These past few weeks have been tough for our family. Our pendulum is swinging. My husband's family lost a beloved cousin who lost her battle with cancer. We were fortunate to visit prior to her passing and have been able to spend time with everyone as her life is celebrated and remembered. Fortunately all the animals are healthy and thriving. This past weekend we hosted cousins who needed to get away and get their minds off funeral plans and focus on all the critters. Lots of egg packing, incubator settings, pasture rotation, puppy and chick handling.
Since we had a steer scheduled for processing it was time to weigh all the steers. We moved everyone back to the working pens and started the process of running the steers through the chutes. Once all were weighed and gains were calculated we separated them into groups of the 5 biggest vs the 5 smallest so we can keep them on the freshest pastures with the most grass. As were were loading up the steers to take them back to their pastures Mom and I decided we should cut one of the steers and take them to the sales barn due to slow gains. We knew he was out of a first calf heifer and first calves tend to be smaller and do not reach the gains we desire in the time allotted on grass alone.

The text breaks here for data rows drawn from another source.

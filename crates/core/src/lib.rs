//! Turns news article pages into paginated, decorated PDF documents.
//!
//! A URL goes through [`matcher`] (is it an article, where does it go),
//! [`fetch`], [`extract`] (JSON-LD block, subheadline, audio clip),
//! [`normalize`], [`compose`] and finally [`render`]. [`Converter`] runs the
//! whole chain for one URL and reports an [`Outcome`].
//!
//! # Example
//!
//! ```rust
//! use broadsheet_core::ArticleMatcher;
//!
//! let matcher = ArticleMatcher::new("www.economist.com");
//! let route = matcher.route("https://www.economist.com/business/2024/05/01/example-slug?utm=1").unwrap();
//! assert_eq!(route.display_path(), "business/example-slug_2024-05-01.pdf");
//! assert!(!matcher.is_article("https://www.economist.com/business"));
//! ```

pub mod article;
pub mod compose;
pub mod config;
pub mod error;
pub mod extract;
#[cfg(feature = "fetch")]
pub mod fetch;
pub mod matcher;
pub mod normalize;
pub mod parse;
pub mod pipeline;
pub mod render;

pub use article::{ArticleContent, AudioClip};
pub use compose::compose;
pub use config::{Config, ConfigBuilder, FetchConfig, Publication, Verbosity};
pub use error::{BroadsheetError, Result, Stage};
pub use extract::{ExtractedPage, extract_page, extract_subheadline};
#[cfg(feature = "fetch")]
pub use fetch::{HttpClient, read_stdin};
pub use matcher::{ArticleMatcher, ArticleRoute};
pub use normalize::{NormalizedArticle, normalize, parse_timestamp, truncate_body};
pub use parse::Document;
pub use pipeline::{Converter, Outcome, PRODUCER, url_lines};
pub use render::{
    DocumentInfo, FontSet, ImageStore, LoadedImage, MastheadHeader, PageCountFooter, PageFooter, PageHeader, RenderJob,
    Renderer,
};
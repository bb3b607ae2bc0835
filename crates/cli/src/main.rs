use std::path::PathBuf;

use anyhow::Context;
use broadsheet_core::{Config, Converter, Outcome, Verbosity, read_stdin, url_lines};
use clap::Parser;
use tracing_subscriber::EnvFilter;

mod echo;

const VERSION: &str = env!("CARGO_PKG_VERSION");

/// Convert news article URLs read from stdin into PDF files
#[derive(Parser, Debug)]
#[command(name = "broadsheet")]
#[command(version)]
#[command(about = "Convert news article URLs read from stdin into PDF files", long_about = None)]
struct Args {
    /// Base directory output files are written under
    #[arg(short, long, default_value = ".", value_name = "DIR")]
    dir: PathBuf,

    /// HTTP(S) proxy, credentials may be given as user:password@
    #[arg(short = 'p', long, value_name = "URL")]
    http_proxy: Option<String>,

    /// Leave out the thumbnail, the webpage link and other imagery
    #[arg(short, long)]
    text_only: bool,

    /// Prefix printed before each output path
    #[arg(long, default_value = "", value_name = "PREFIX")]
    url_prefix: String,

    /// Print progress and human-readable results
    #[arg(short, long, conflicts_with = "quiet")]
    verbose: bool,

    /// Print nothing on stdout
    #[arg(short, long)]
    quiet: bool,

    /// Directory holding MiloTE.ttf, MiloTE-inclined.ttf and an optional fallback.ttf
    #[arg(long, value_name = "DIR")]
    fonts: Option<PathBuf>,

    /// Directory holding logo.png and audio.png
    #[arg(long, value_name = "DIR")]
    assets: Option<PathBuf>,

    /// HTTP timeout in seconds
    #[arg(long, default_value = "30", value_name = "SECS")]
    timeout: u64,

    /// Custom User-Agent for HTTP requests
    #[arg(long, value_name = "UA")]
    user_agent: Option<String>,
}

impl Args {
    fn verbosity(&self) -> Verbosity {
        if self.quiet {
            Verbosity::Quiet
        } else if self.verbose {
            Verbosity::Verbose
        } else {
            Verbosity::Normal
        }
    }

    fn config(&self) -> Config {
        let mut builder = Config::builder()
            .output_dir(&self.dir)
            .text_only(self.text_only)
            .url_prefix(&self.url_prefix)
            .verbosity(self.verbosity())
            .timeout(self.timeout)
            .proxy(self.http_proxy.clone())
            .font_dir(self.fonts.clone());

        if let Some(ua) = &self.user_agent {
            builder = builder.user_agent(ua);
        }
        if let Some(dir) = &self.assets {
            builder = builder.asset_dir(Some(dir.clone()));
        }
        builder.build()
    }
}

/// Diagnostics go to stderr; `RUST_LOG` overrides the verbosity default.
fn init_tracing(verbosity: Verbosity) {
    let default = match verbosity {
        Verbosity::Quiet | Verbosity::Normal => "error",
        Verbosity::Verbose => "info",
    };
    let filter = EnvFilter::try_from_default_env().unwrap_or_else(|_| EnvFilter::new(default));
    tracing_subscriber::fmt().with_env_filter(filter).with_writer(std::io::stderr).init();
}

#[tokio::main]
async fn main() -> anyhow::Result<()> {
    let config = Args::parse().config();
    let verbosity = config.verbosity;
    init_tracing(verbosity);

    let input = read_stdin().context("Failed to read from stdin")?;
    let urls: Vec<&str> = url_lines(&input).collect();
    tracing::debug!(count = urls.len(), "read URL list");
    if urls.is_empty() {
        if verbosity == Verbosity::Verbose {
            println!("<stdin> is empty.");
        }
        return Ok(());
    }

    let converter = Converter::new(config).context("Failed to set up the converter")?;

    if verbosity == Verbosity::Verbose {
        echo::print_banner();
        println!("Ctrl + Click to open file.");
    }

    let (mut converted, mut skipped, mut failed) = (0, 0, 0);
    for (index, url) in urls.iter().enumerate() {
        if verbosity == Verbosity::Verbose {
            echo::print_step(index + 1, urls.len(), url);
        }

        match converter.convert(url).await {
            Outcome::Converted { display, .. } => {
                converted += 1;
                match verbosity {
                    Verbosity::Quiet => {}
                    Verbosity::Normal => println!("{display}"),
                    Verbosity::Verbose => {
                        println!("Saved {display}");
                        echo::print_success("Converted");
                    }
                }
            }
            Outcome::NotAnArticle => {
                skipped += 1;
                if verbosity == Verbosity::Verbose {
                    echo::print_warning("Not an article URL, skipped");
                }
            }
            Outcome::Failed { error } => {
                failed += 1;
                echo::print_error(&format!("{url} [{}] {error}", error.stage()));
            }
        }
    }

    if verbosity == Verbosity::Verbose {
        echo::print_summary(converted, skipped, failed);
    }

    if failed > 0 {
        anyhow::bail!("{failed} of {} URLs failed", urls.len());
    }
    Ok(())
}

The steers were lined up in the chute ready to be loaded up to be trailered back to their pastures. So we backed him up so we could redirect him through a gate and move him into the holding pens. And that was when I made my error, Rather than going all the way around to open the gate I decided to jump down in the chute to switch the gate from being open to go straight vs turning right. At the same moment I jumped down Mom closed the gate behind him so the only direction he could move was forward and he went right over the top of me. So there I was squished into the muck and dirt, Mom screaming my name, our guests dazed and I was still in the chute and able to be trampled again so I jumped up like I won an award saying "I'm Fine". Needless to say I did not quit this endeavor, the steer was cut and delivered to the sales barn, After investigating his lineage we learned that he is the Grandson of my nemesis #144 "She Who Will Not Be Named", sadly it made sense. The cow and her progeny are failing their docility score. I am purple from my shoulder to my hip but nothing is broken.
We will be at Loblolly Saturday March 4th and back to the Jersey Village Market and Sunday March 5th.